In conclusione, non è chiaro perchè questa figura sia completamente sparita dal radar delle memorie comuni forlivesi, smarrita, perduta. Eppure, se per mille e cinquecento anni fu venerato tanto da rappresentare Forlì stessa, pare proprio che ce ne sia sbarazzati un po’ troppo facilmente. Di certezze ce ne sono: l’uomo Valeriano, i suoi discepoli, la sua fama, la tomba che fece fiorire dapprima un culto agricolo poi sempre più cittadino con tanto di processioni e pellegrinaggi, il suo ruolo di “patrono” assestato nel Quattrocento.

Gli Annales Forolivienses lo definiscono: “verus pugil, ductor, patronus, protector et defensor”, cioè “un vero campione, capo, benefattore, protettore, difensore”. Il rammarico è che le sue agiografie – è onesto dirlo - sono state scritte circa mille anni dopo... Non pare tuttavia così assurdo che le reliquie siano tratte da una qualche catacomba romana e attribuite erroneamente al marito di Santa Cecilia, poi confuso con un carismatico personaggio caro ai forlivesi, fors’anche un santo laico. Da ricognizioni del 1982 si sa che quei tre corpi appartengono a un marcantonio, a una donna e a un bambino. Se quell’omone fosse un tale Valeriano che, con la famiglia, viveva ritirato nei pressi della Livia e che si distinse nella difesa contro Goti e altri invasori? Un eroe, più che un santo nel senso canonico del termine.
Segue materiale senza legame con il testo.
use std::fs::{self, File};
use std::io::Write;
use std::path::{Path, PathBuf};

/// Create a file with the given content, creating parent directories as needed
pub fn create_test_file(dir: &Path, name: &str, content: &[u8]) -> PathBuf {
    fs::create_dir_all(dir).unwrap();

    let file_path = dir.join(name);
    let mut file = File::create(&file_path).unwrap();
    file.write_all(content).unwrap();
    file_path
}

/// Minimal JPEG carrying an EXIF `DateTime` tag (`YYYY:MM:DD HH:MM:SS`) in IFD0
pub fn jpeg_with_exif_datetime(datetime: &str) -> Vec<u8> {
    assert_eq!(datetime.len(), 19);

    // Big-endian TIFF header, IFD0 at offset 8 with a single ASCII entry
    let mut tiff = Vec::new();
    tiff.extend_from_slice(b"MM\x00\x2a\x00\x00\x00\x08");
    tiff.extend_from_slice(&1u16.to_be_bytes());
    tiff.extend_from_slice(&0x0132u16.to_be_bytes()); // DateTime
    tiff.extend_from_slice(&2u16.to_be_bytes()); // ASCII
    tiff.extend_from_slice(&20u32.to_be_bytes());
    tiff.extend_from_slice(&26u32.to_be_bytes());
    tiff.extend_from_slice(&0u32.to_be_bytes()); // no next IFD
    tiff.extend_from_slice(datetime.as_bytes());
    tiff.push(0);

    let mut jpeg = vec![0xFF, 0xD8];
    jpeg.extend_from_slice(&[0xFF, 0xE1]);
    jpeg.extend_from_slice(&((2 + 6 + tiff.len()) as u16).to_be_bytes());
    jpeg.extend_from_slice(b"Exif\x00\x00");
    jpeg.extend_from_slice(&tiff);
    jpeg.extend_from_slice(&[0xFF, 0xD9]);
    jpeg
}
E se non fosse proprio un martire ma il primo eremita del quartiere che poi avrebbe preso il nome “Romiti”? Secondo don Franco Zaghini, le leggende che fanno riferimento a questo Santo, troppo tardive, “sono praticamente inutili per una seria indagine storica”. Le porte, pertanto, sono aperte all’interpretazione: al di là di tutto, spiace che il “Sacro Braccio” (questa è la reliquia più nota del Santo) sia ormai fuori dalle tradizioni locali. Se, recentemente, la memoria di San Mercuriale, anche grazie a più certe ricognizioni, sembra aver ripreso un certo vigore, perché non approfondire meglio le questioni in sospeso con il misterioso Valeriano?